Dr Rory MacKinnon, a GP partner at Bridge View Medical Group, in Southwick, said: “We now know that our bodies change the way they react to pain over time.
“Three months is a good rule of thumb, when it comes to recognising acute over persistent pain.
“At this point, and often earlier, opioid medication, simply does not achieve sufficient pain relief. The answer is rarely to simply increase the dose.
“We want to work together with our patients to effectively manage pain, with opioid pain medication restricted to when it will be effective.
“This is a complex, long standing and multifaceted problem and solutions to address opioid dependency must be complemented by development and funding of other evidence-based treatments and interventions.”

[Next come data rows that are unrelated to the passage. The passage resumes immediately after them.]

use std::path::PathBuf;
use std::time::Duration;

use anyhow::{bail, Context, Result};
use clap::{Parser, Subcommand};
use tracing_subscriber::{fmt, EnvFilter};

use pfstatsd::agent::Agent;
use pfstatsd::config::Config;
use pfstatsd::graphite::{FlushPolicy, MetricSession, ReliableTransport, TransportConfig};
use pfstatsd::ping::{ExitAfterPolicy, LossSummary, PingEvent, Pinger};

/// Ships pf queue statistics and ICMP probe results to Graphite.
#[derive(Parser)]
#[command(name = "pfstatsd", about)]
struct Cli {
    /// Path to the YAML configuration file.
    #[arg(short, long)]
    config: Option<PathBuf>,

    /// Logging verbosity level (trace, debug, info, warn, error).
    /// Overrides `log_level` from the config file.
    #[arg(long)]
    log_level: Option<String>,

    #[command(subcommand)]
    command: Option<Command>,
}

#[derive(Subcommand)]
enum Command {
    /// Print version information and exit.
    Version,

    /// Send a single metric and exit.
    Post {
        /// Collector as host[:port]; IPv6 as [addr]:port.
        address: String,
        /// Metric name.
        key: String,
        value: f64,
        /// Seconds since the Unix epoch. Default: now.
        timestamp: Option<f64>,
        /// Namespace prefixed to the key.
        #[arg(short, long, default_value = "")]
        namespace: String,
        /// Give up after this many seconds without a connection.
        #[arg(long, default_value_t = 10.0)]
        timeout: f64,
    },

    /// Probe a destination and print each response.
    Ping {
        destination: String,
        /// Stop after this many seconds.
        #[arg(short = 't', long)]
        time_limit: Option<f64>,
        /// Stop after this many responses.
        #[arg(short = 'c', long)]
        count: Option<u64>,
    },
}

/// Build-time version info.
mod version {
    /// Release version string (set at build time).
    pub const RELEASE: &str = env!("CARGO_PKG_VERSION");

    /// Git commit hash (set at build time via env, or "unknown").
    pub fn git_commit() -> &'static str {
        option_env!("GIT_COMMIT").unwrap_or("unknown")
    }

    /// Full version string with platform info.
    pub fn full() -> String {
        format!(
            "{} (commit: {}, {}/{})",
            RELEASE,
            git_commit(),
            std::env::consts::OS,
            std::env::consts::ARCH,
        )
    }
}

fn init_tracing(level: &str) -> Result<()> {
    let filter =
        EnvFilter::try_new(level).with_context(|| format!("invalid log level: {level}"))?;

    fmt().with_env_filter(filter).with_target(true).init();

    Ok(())
}

fn seconds(value: f64, flag: &str) -> Result<Duration> {
    Duration::try_from_secs_f64(value).with_context(|| format!("invalid {flag}: {value}"))
}

fn main() -> Result<()> {
    let cli = Cli::parse();

    // Handle version subcommand before anything else.
    if let Some(Command::Version) = &cli.command {
        println!("pfstatsd {}", version::full());
        return Ok(());
    }

    let rt = tokio::runtime::Builder::new_multi_thread()
        .enable_all()
        .build()
        .context("building tokio runtime")?;

    match cli.command {
        Some(Command::Post {
            address,
            key,
            value,
            timestamp,
            namespace,
            timeout,
        }) => {
            init_tracing(cli.log_level.as_deref().unwrap_or("warn"))?;
            let timeout = seconds(timeout, "--timeout")?;
            rt.block_on(post_once(&address, &namespace, &key, value, timestamp, timeout))
        }
        Some(Command::Ping {
            destination,
            time_limit,
            count,
        }) => {
            init_tracing(cli.log_level.as_deref().unwrap_or("warn"))?;
            let time_limit = time_limit
                .map(|limit| seconds(limit, "--time-limit"))
                .transpose()?;
            rt.block_on(ping(&destination, time_limit, count))
        }
        Some(Command::Version) | None => {
            // Config is required for the main agent run.
            let config_path = cli
                .config
                .context("--config is required (use --help for usage)")?;

            let cfg = Config::load(&config_path)
                .with_context(|| format!("loading config from {}", config_path.display()))?;

            init_tracing(cli.log_level.as_deref().unwrap_or(&cfg.log_level))?;

            tracing::info!(
                version = version::RELEASE,
                commit = version::git_commit(),
                "starting pfstatsd",
            );

            rt.block_on(run(cfg))
        }
    }
}

async fn run(cfg: Config) -> Result<()> {
    // Set up signal handling.
    let (shutdown_tx, shutdown_rx) = tokio::sync::oneshot::channel::<()>();

    let mut sigterm = tokio::signal::unix::signal(tokio::signal::unix::SignalKind::terminate())
        .context("registering SIGTERM handler")?;

    tokio::spawn(async move {
        tokio::select! {
            _ = tokio::signal::ctrl_c() => {
                tracing::info!("received SIGINT, shutting down");
            }
            _ = sigterm.recv() => {
                tracing::info!("received SIGTERM, shutting down");
            }
        }

        let _ = shutdown_tx.send(());
    });

    // Start the agent.
    let mut agent = Agent::new(cfg)?;
    agent.start().await?;

    // Wait for a shutdown signal or the configured time limit.
    tokio::select! {
        _ = shutdown_rx => {}
        _ = agent.finished() => {}
    }

    // Graceful shutdown.
    agent.stop().await?;

    tracing::info!("pfstatsd stopped");

    Ok(())
}

async fn post_once(
    address: &str,
    namespace: &str,
    key: &str,
    value: f64,
    timestamp: Option<f64>,
    timeout: Duration,
) -> Result<()> {
    let config = TransportConfig::from_address(address, Duration::from_secs(1))
        .with_context(|| format!("parsing address {address:?}"))?;
    let session =
        MetricSession::new(namespace, FlushPolicy::manual()).context("creating session")?;
    let transport = ReliableTransport::new(config, session, None);

    transport
        .post(key, value, timestamp, None)
        .await
        .context("buffering metric")?;

    let sent = tokio::time::timeout(timeout, async {
        transport.connect().await?;
        transport.flush(true).await
    })
    .await;
    transport.close().await;

    match sent {
        Ok(result) => {
            let count = result.context("sending metric")?;
            tracing::info!(count, "metric sent");
            Ok(())
        }
        Err(_) => bail!("no connection to {address} within {timeout:?}"),
    }
}

async fn ping(destination: &str, time_limit: Option<Duration>, count: Option<u64>) -> Result<()> {
    let policy = ExitAfterPolicy::from_limits(count, time_limit);
    let mut probe = Pinger::default()
        .probe(destination, policy)
        .with_context(|| format!("starting ping for {destination}"))?;
    let mut summary = LossSummary::default();

    loop {
        let event = tokio::select! {
            _ = tokio::signal::ctrl_c() => {
                probe.cancel().await.context("stopping ping")?;
                break;
            }
            event = probe.next() => event,
        };

        match event {
            None => break,
            Some(Ok(PingEvent::Preamble(preamble))) => {
                println!("PING {} ({})", preamble.host, preamble.ip);
            }
            Some(Ok(PingEvent::Response(response))) => {
                summary.record(&response);
                println!("{response}");
            }
            Some(Err(e)) => return Err(e).context("ping failed"),
        }
    }

    println!(
        "{} responses, {} lost, {:.1}% packet loss",
        summary.responses,
        summary.lost,
        summary.loss_percent(),
    );

    Ok(())
}
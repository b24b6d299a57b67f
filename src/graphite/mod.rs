pub mod codec;
pub mod error;
pub mod session;
pub mod state;
pub mod transport;

use std::time::{SystemTime, UNIX_EPOCH};

pub use self::codec::{MetricCodec, PickleCodec};
pub use self::error::{CodecError, ProtocolViolation, TransportError, ValidationError};
pub use self::session::{FlushPolicy, FrameSink, MetricSession};
pub use self::state::{ConnectionState, ConnectionStateMachine};
pub use self::transport::{ReliableTransport, TransportConfig};

/// Default port of carbon's pickle receiver.
pub const DEFAULT_PICKLE_PORT: u16 = 2004;

/// A single timestamped data point, with its namespace already applied.
#[derive(Debug, Clone, PartialEq)]
pub struct Metric {
    pub name: String,
    pub value: f64,
    /// Seconds since the Unix epoch.
    pub timestamp: f64,
}

/// Current wall-clock time in float seconds.
pub fn now_seconds() -> f64 {
    SystemTime::now()
        .duration_since(UNIX_EPOCH)
        .map(|d| d.as_secs_f64())
        .unwrap_or(0.0)
}

/// Check a namespace against `[A-Za-z0-9._-]*`.
pub fn validate_namespace(namespace: &str) -> Result<(), ValidationError> {
    let valid = namespace
        .chars()
        .all(|c| c.is_ascii_alphanumeric() || matches!(c, '.' | '_' | '-'));

    if valid {
        Ok(())
    } else {
        Err(ValidationError::InvalidNamespace {
            namespace: namespace.to_string(),
        })
    }
}

/// Check a metric name and value before buffering.
pub fn validate_metric(name: &str, value: f64) -> Result<(), ValidationError> {
    if name.is_empty() {
        return Err(ValidationError::EmptyName);
    }
    if name.chars().any(char::is_whitespace) {
        return Err(ValidationError::WhitespaceInName {
            name: name.to_string(),
        });
    }
    if !value.is_finite() {
        return Err(ValidationError::NonFiniteValue {
            name: name.to_string(),
            value,
        });
    }
    Ok(())
}

/// Replace characters that cannot appear in a namespace segment.
///
/// Dots are replaced too, so a hostname like `8.8.8.8` stays one segment.
pub fn sanitize_segment(raw: &str) -> String {
    raw.chars()
        .map(|c| {
            if c.is_ascii_alphanumeric() || c == '-' {
                c
            } else {
                '_'
            }
        })
        .collect()
}

/// Split `host[:port]` into its parts. IPv6 addresses must be bracketed.
pub fn parse_host(raw: &str, default_port: u16) -> Result<(String, u16), ValidationError> {
    let invalid = |reason| ValidationError::InvalidHost {
        host: raw.to_string(),
        reason,
    };

    if raw.is_empty() {
        return Err(invalid("empty host"));
    }

    let parse_port = |port: &str| -> Result<u16, ValidationError> {
        if port.is_empty() {
            return Ok(default_port);
        }
        port.parse::<u16>().map_err(|_| invalid("invalid port"))
    };

    if let Some(rest) = raw.strip_prefix('[') {
        let (host, tail) = rest
            .split_once(']')
            .ok_or_else(|| invalid("unterminated IPv6 bracket"))?;
        if host.is_empty() {
            return Err(invalid("empty host"));
        }
        let port = match tail {
            "" => default_port,
            _ => {
                let port = tail
                    .strip_prefix(':')
                    .ok_or_else(|| invalid("unexpected text after IPv6 address"))?;
                parse_port(port)?
            }
        };
        return Ok((host.to_string(), port));
    }

    match raw.matches(':').count() {
        0 => Ok((raw.to_string(), default_port)),
        1 => {
            let (host, port) = raw.split_once(':').ok_or_else(|| invalid("invalid host"))?;
            if host.is_empty() {
                return Err(invalid("empty host"));
            }
            Ok((host.to_string(), parse_port(port)?))
        }
        _ => Err(invalid("an IPv6 address must be enclosed in square brackets")),
    }
}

The campaign features hard-hitting social media messages, posters and advice cards, roadside billboards, local stories and a new website at painkillersdontexist.com which has information and support.
Artist and mental health campaigner, Jax Higginson, was also commissioned to create a large piece of sand art on Roker beach to demonstrate that it’s not until you take a step back that you can really see the full picture of painkiller dependency.
Across the UK, more than 20 million people are thought to suffer from persistent pain and, according to Public Health England, an estimated 7.1 million adults take opioids or gabapentinoids.
In the six months up to September 2020, there were 83,716 prescriptions dispensed for opioid medication across Sunderland and County Durham – that is one opioid prescription for every ten people.
And 50 to 70-year-olds are the group most prescribed pain medication in County Durham and Sunderland.
Anyone affected by opioid pain medication and interested in reducing their doses, is encouraged to discuss their long term pain management with a health professional like a nurse practitioner, GP or pharmacist or visit painkillersdontexist.com for further information.